Everbearing Peach
Everbearing Peach

Everbearing Peach

During the golden age of agriculture, 1910 through 1916 as some identify, the annual USDA Bulletins ran a semi-regular Promising Fruits chapter which featured new varieties. This is one of those entries. The color plates, as you can see, were marvelous. And the ‘descriptions’ – Oh My! LRM

The so-called “Spanish” group of peaches, which is supposed to have been introduced into both Mexico and our own Gulf region by the early Spanish explorers and missionaries, is in some respects our most interesting group of peaches. It unquestionably attained wider distribution in the United States during the period of exploration and colonization which preceded the development of commercial peach culture than the so-called “Persian” group, to which most of our older cultivated varieties belong.

Hunters and trappers, and even the Indians, appear to have aided in the dissemination of these peaches in many sections, so that the early settlers in many parts of the Mississippi Valley and the Upper Lake regions found the type so firmly established in certain localities as to appear indigenous. From the Gulf to the Great Lakes it was thoroughly established by the beginning of the nineteenth century, reaching its northern limit of planting in orchard form, so far as known to the writer, in the so-called “Indian peach orchard” on the Kalamazoo River, near the present village of Douglas, Mich., where a bearing orchard of 300 trees was found by the settlers when they reached there, about 1834. In the mountain regions of southwestern Virginia, western North Carolina, and eastern Tennessee there are numerous seedling orchards of the type still in existence, and it is a significant fact that in recent years nurserymen throughout the Northern and Eastern States are turning to that region for sound and disease-free seed for planting.

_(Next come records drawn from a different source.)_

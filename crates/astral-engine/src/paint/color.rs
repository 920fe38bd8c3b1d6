/// Linear premultiplied RGBA color.
///
/// Invariant:
/// - `rgb` components are expected to be multiplied by `a` (premultiplied alpha).
///
/// Rationale:
/// - Correct blending with linear filtering (avoids fringes).
/// - Matches the premultiplied blend state used by every shape renderer.
#[derive(Debug, Copy, Clone, Default, PartialEq)]
pub struct Color {
    pub r: f32, // premultiplied
    pub g: f32, // premultiplied
    pub b: f32, // premultiplied
    pub a: f32,
}

impl Color {
    #[inline]
    pub const fn transparent() -> Self {
        Self { r: 0.0, g: 0.0, b: 0.0, a: 0.0 }
    }

    /// Creates a premultiplied color from straight sRGB bytes (`0`–`255`) and a
    /// straight alpha in `[0, 1]`.
    ///
    /// This mirrors CSS `rgba(r, g, b, a)` notation.
    #[inline]
    pub fn rgba(r: u8, g: u8, b: u8, a: f32) -> Self {
        Self::from_straight(r as f32 / 255.0, g as f32 / 255.0, b as f32 / 255.0, a)
    }

    /// Debug-only validation: asserts that RGB channels do not exceed alpha,
    /// which would indicate a straight-alpha color was passed where premul was expected.
    ///
    /// No-op in release builds.
    #[inline]
    pub fn debug_assert_premul(self) {
        debug_assert!(
            self.r <= self.a + f32::EPSILON
                && self.g <= self.a + f32::EPSILON
                && self.b <= self.a + f32::EPSILON,
            "Color::debug_assert_premul: rgb ({}, {}, {}) exceeds a ({}), looks like straight-alpha was passed as premul",
            self.r, self.g, self.b, self.a
        );
    }

    /// Creates a premultiplied color from premultiplied components.
    #[inline]
    pub const fn from_premul(r: f32, g: f32, b: f32, a: f32) -> Self {
        Self { r, g, b, a }
    }

    /// Creates a premultiplied color from straight alpha components.
    #[inline]
    pub fn from_straight(r: f32, g: f32, b: f32, a: f32) -> Self {
        let a = a.clamp(0.0, 1.0);
        Self {
            r: (r.clamp(0.0, 1.0)) * a,
            g: (g.clamp(0.0, 1.0)) * a,
            b: (b.clamp(0.0, 1.0)) * a,
            a,
        }
    }

    /// Returns a straight-alpha representation.
    ///
    /// For `a == 0`, RGB is returned as 0.
    #[inline]
    pub fn to_straight(self) -> (f32, f32, f32, f32) {
        if self.a <= 0.0 {
            (0.0, 0.0, 0.0, 0.0)
        } else {
            let inv = 1.0 / self.a;
            (self.r * inv, self.g * inv, self.b * inv, self.a)
        }
    }

    #[inline]
    pub fn is_finite(self) -> bool {
        self.r.is_finite() && self.g.is_finite() && self.b.is_finite() && self.a.is_finite()
    }

    #[inline]
    pub fn to_array(self) -> [f32; 4] {
        [self.r, self.g, self.b, self.a]
    }
}

#[cfg(test)]
mod tests {
    use super::*;

    fn approx(a: f32, b: f32) -> bool {
        (a - b).abs() < 1e-5
    }

    #[test]
    fn rgba_premultiplies() {
        let c = Color::rgba(255, 0, 255, 0.5);
        assert!(approx(c.r, 0.5));
        assert!(approx(c.g, 0.0));
        assert!(approx(c.b, 0.5));
        assert!(approx(c.a, 0.5));
        c.debug_assert_premul();
    }

    #[test]
    fn alpha_is_clamped() {
        assert_eq!(Color::rgba(10, 10, 10, 4.0).a, 1.0);
        assert_eq!(Color::rgba(10, 10, 10, -1.0), Color::transparent());
    }
}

Notwithstanding the early introduction and wide distribution of the type under such names as “Indian Peach,” “Indian Cling,” “Squaw Peach,” etc., it has given rise to but few varieties that have been considered worthy of perpetuation by budding. The “Columbia,” which Coxe originated in New Jersey from a seed taken from Georgia, was for many years after its description in 1817 apparently the only described variety. At the present time there are but few varieties, and most of these are restricted in their planting to the region in close proximity to the Gulf of Mexico, to which they appear to be better adapted than those of any other group. None of these has yet attained distinct commercial importance, but several are highly esteemed for home use. A marked characteristic of this group is that certain individual trees have a long blossoming period and a correspondingly long season in which the fruit matures. It is this that gives special value to the “Everbearing,” a variety which originated about 1885 in the garden of a Mrs. Page, at Cuthbert, Ga. Blossoming, as it does, through a period of several weeks, it rarely fails to set a fair crop of fruit, while the fruit in turn ripens through a period of from six to twelve weeks on the same tree.

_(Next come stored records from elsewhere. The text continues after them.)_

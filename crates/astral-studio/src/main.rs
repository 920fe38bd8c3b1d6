use std::path::PathBuf;

use anyhow::Result;
use winit::event::{ElementState, KeyEvent, WindowEvent};
use winit::keyboard::{Key, NamedKey};
use winit::window::WindowId;

use astral_engine::coords::Viewport;
use astral_engine::core::{App, AppControl, FrameCtx, WindowCtx};
use astral_engine::device::GpuInit;
use astral_engine::logging::{LoggingConfig, init_logging};
use astral_engine::paint::Color;
use astral_engine::render::shapes::circle::CircleRenderer;
use astral_engine::render::shapes::line::LineRenderer;
use astral_engine::scene::DrawList;
use astral_engine::window::{Runtime, RuntimeConfig, RuntimeCtx};
use astral_sky::{Backdrop, DrawLayer, Layer, RngSource, SkyConfig, SkyError};

/// Overrides the config file location.
const CONFIG_ENV: &str = "ASTRAL_CONFIG";
const DEFAULT_CONFIG: &str = "astral.ron";

/// Deep navy behind both layers.
const NIGHT: Color = Color::from_premul(0.016, 0.02, 0.063, 1.0);

struct Studio {
    config: SkyConfig,
    backdrop: Option<Backdrop<DrawLayer>>,
    /// Both layers composed back to front, rebuilt every frame.
    frame: DrawList,
    lines: LineRenderer,
    circles: CircleRenderer,
}

impl Studio {
    fn new(config: SkyConfig) -> Self {
        Self {
            config,
            backdrop: None,
            frame: DrawList::new(),
            lines: LineRenderer::new(),
            circles: CircleRenderer::new(),
        }
    }
}

impl App for Studio {
    fn on_start(&mut self, window: &WindowCtx<'_>, runtime: &mut RuntimeCtx) -> AppControl {
        let Viewport { width, height } = window.viewport();
        let mut rng = RngSource::from_entropy();

        match Backdrop::init_with(
            self.config.clone(),
            |layer: Layer| Some(DrawLayer::for_layer(layer)),
            width,
            height,
            &mut rng,
            runtime,
        ) {
            Ok(backdrop) => {
                log::info!(
                    "backdrop ready: {} stars, {} edges, {} particles",
                    backdrop.stars().stars().len(),
                    backdrop.stars().edges().len(),
                    backdrop.particles().particles().len()
                );
                self.backdrop = Some(backdrop);
                AppControl::Continue
            }
            Err(e) => {
                log::error!("backdrop failed to start: {e}");
                AppControl::Exit
            }
        }
    }

    fn on_resize(&mut self, _window_id: WindowId, viewport: Viewport) {
        if let Some(backdrop) = &mut self.backdrop {
            backdrop.resize(viewport.width, viewport.height);
        }
    }

    fn on_window_event(&mut self, _window_id: WindowId, event: &WindowEvent) -> AppControl {
        match event {
            WindowEvent::KeyboardInput {
                event:
                    KeyEvent {
                        logical_key: Key::Named(NamedKey::Escape),
                        state: ElementState::Pressed,
                        ..
                    },
                ..
            } => AppControl::Exit,
            _ => AppControl::Continue,
        }
    }

    fn on_frame(&mut self, ctx: &mut FrameCtx<'_, '_>) -> AppControl {
        let Self { backdrop, frame, lines, circles, .. } = self;
        let Some(backdrop) = backdrop.as_mut() else {
            return AppControl::Continue;
        };

        backdrop.frame(ctx.runtime);

        frame.clear();
        for layer in backdrop.surfaces() {
            frame.append(layer.list());
        }

        // Lines first: within a layer, edges sit under stars.
        ctx.render(NIGHT, |rctx, target| {
            lines.render(rctx, target, frame);
            circles.render(rctx, target, frame);
        })
    }
}

fn load_config() -> SkyConfig {
    let explicit = std::env::var_os(CONFIG_ENV).map(PathBuf::from);
    let path = explicit.clone().unwrap_or_else(|| PathBuf::from(DEFAULT_CONFIG));

    match SkyConfig::load_or_default(&path) {
        (config, None) => {
            log::info!("loaded {}", path.display());
            config
        }
        (config, Some(SkyError::ConfigRead { .. })) if explicit.is_none() => {
            log::debug!("no {DEFAULT_CONFIG}; using built-in defaults");
            config
        }
        (config, Some(e)) => {
            log::warn!("{e}; using built-in defaults");
            config
        }
    }
}

fn main() -> Result<()> {
    init_logging(LoggingConfig::default());

    let config = load_config();

    Runtime::run(
        RuntimeConfig {
            title: "Astral".to_string(),
            ..RuntimeConfig::default()
        },
        GpuInit {
            prefer_srgb: false,
            ..GpuInit::default()
        },
        Studio::new(config),
    )
}
use bytemuck::{Pod, Zeroable};

use crate::render::{RenderCtx, RenderTarget};
use crate::scene::{DrawCmd, DrawList};

use super::common::QuadPipeline;

/// Renderer for `DrawCmd::Line`.
///
/// Each segment becomes one instanced quad oriented along the segment and padded
/// by one pixel for anti-aliasing. Degenerate (zero-length) segments and
/// non-positive widths are skipped.
pub struct LineRenderer {
    quads: QuadPipeline,
    instances: Vec<LineInstance>,
}

impl Default for LineRenderer {
    fn default() -> Self {
        Self {
            quads: QuadPipeline::new(
                "astral line",
                include_str!("shaders/line.wgsl"),
                LineInstance::layout(),
            ),
            instances: Vec::new(),
        }
    }
}

impl LineRenderer {
    pub fn new() -> Self {
        Self::default()
    }

    pub fn render(
        &mut self,
        ctx: &RenderCtx<'_>,
        target: &mut RenderTarget<'_>,
        draw_list: &mut DrawList,
    ) {
        collect_instances(draw_list, &mut self.instances);
        self.quads.draw(ctx, target, &self.instances);
    }
}

fn collect_instances(draw_list: &mut DrawList, out: &mut Vec<LineInstance>) {
    out.clear();
    for item in draw_list.iter_in_paint_order() {
        let DrawCmd::Line(cmd) = &item.cmd else { continue };

        // NaN endpoints make the length NaN, which fails the comparison too.
        if cmd.width <= 0.0 || !(cmd.length() > f32::EPSILON) || !cmd.color.is_finite() {
            continue;
        }
        cmd.color.debug_assert_premul();

        out.push(LineInstance {
            from: [cmd.from.x, cmd.from.y],
            to: [cmd.to.x, cmd.to.y],
            half_width: cmd.width * 0.5,
            color: cmd.color.to_array(),
        });
    }
}

// ── GPU types ─────────────────────────────────────────────────────────────

/// Instance data layout (36 bytes):
///
///  offset  0  from        [f32; 2]   loc 1
///  offset  8  to          [f32; 2]   loc 2
///  offset 16  half_width  f32        loc 3
///  offset 20  color       [f32; 4]   loc 4  (premultiplied)
#[repr(C)]
#[derive(Debug, Copy, Clone, Pod, Zeroable, PartialEq)]
struct LineInstance {
    from: [f32; 2],
    to: [f32; 2],
    half_width: f32,
    color: [f32; 4],
}

impl LineInstance {
    const ATTRS: [wgpu::VertexAttribute; 4] = wgpu::vertex_attr_array![
        1 => Float32x2, // from
        2 => Float32x2, // to
        3 => Float32,   // half_width
        4 => Float32x4  // color
    ];

    fn layout() -> wgpu::VertexBufferLayout<'static> {
        wgpu::VertexBufferLayout {
            array_stride: std::mem::size_of::<LineInstance>() as u64,
            step_mode: wgpu::VertexStepMode::Instance,
            attributes: &Self::ATTRS,
        }
    }
}

#[cfg(test)]
mod tests {
    use super::*;
    use crate::coords::Vec2;
    use crate::paint::Color;
    use crate::scene::ZIndex;

    #[test]
    fn skips_degenerate_segments() {
        let mut list = DrawList::new();
        let p = Vec2::new(10.0, 10.0);
        list.push_line(ZIndex(0), p, p, 1.0, Color::transparent());
        list.push_line(ZIndex(0), p, Vec2::new(20.0, 10.0), 0.0, Color::transparent());
        list.push_line(ZIndex(0), p, Vec2::new(20.0, 10.0), 2.0, Color::transparent());

        let mut out = Vec::new();
        collect_instances(&mut list, &mut out);

        assert_eq!(out.len(), 1);
        assert_eq!(out[0].half_width, 1.0);
        assert_eq!(out[0].to, [20.0, 10.0]);
    }

    #[test]
    fn ignores_circles() {
        let mut list = DrawList::new();
        list.push_solid_circle(ZIndex(0), Vec2::zero(), 3.0, Color::transparent());

        let mut out = Vec::new();
        collect_instances(&mut list, &mut out);
        assert!(out.is_empty());
    }
}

The variety was named and disseminated by the P.J. Berckmans Company, of Augusta, Ga., in 1897. It has been found insufficiently hardy in New Jersey, but is considered worthy of planting for home use throughout the recognized peach districts of the South. It is not recommended as a commercial peach, as the peculiar color and long ripening season would doubtless prevent it from becoming a profitable market sort.


Form roundish conical; size medium to large, the later ripening fruits being smaller than the earlier ones; cavity large, regular, deep, abrupt; stem rather stout; suture shallow; apex rather prominent; surface smooth, thickly covered with long, loose, velvety down; color greenish white, striped and mottled with purplish red; skin thick, tenacious; flesh whitish, considerable stained and veined with red, meaty, tender, and juicy; stone of medium size, oval, free; flavor subacid, rich; quality good to very good. Season, July 1 to September 1 or later in southern Georgia.

Tree vigorous, compact, productive; glands reniform; flowers large.

The specimen illustrated on Plate LXI was grown at Augusta, Ga.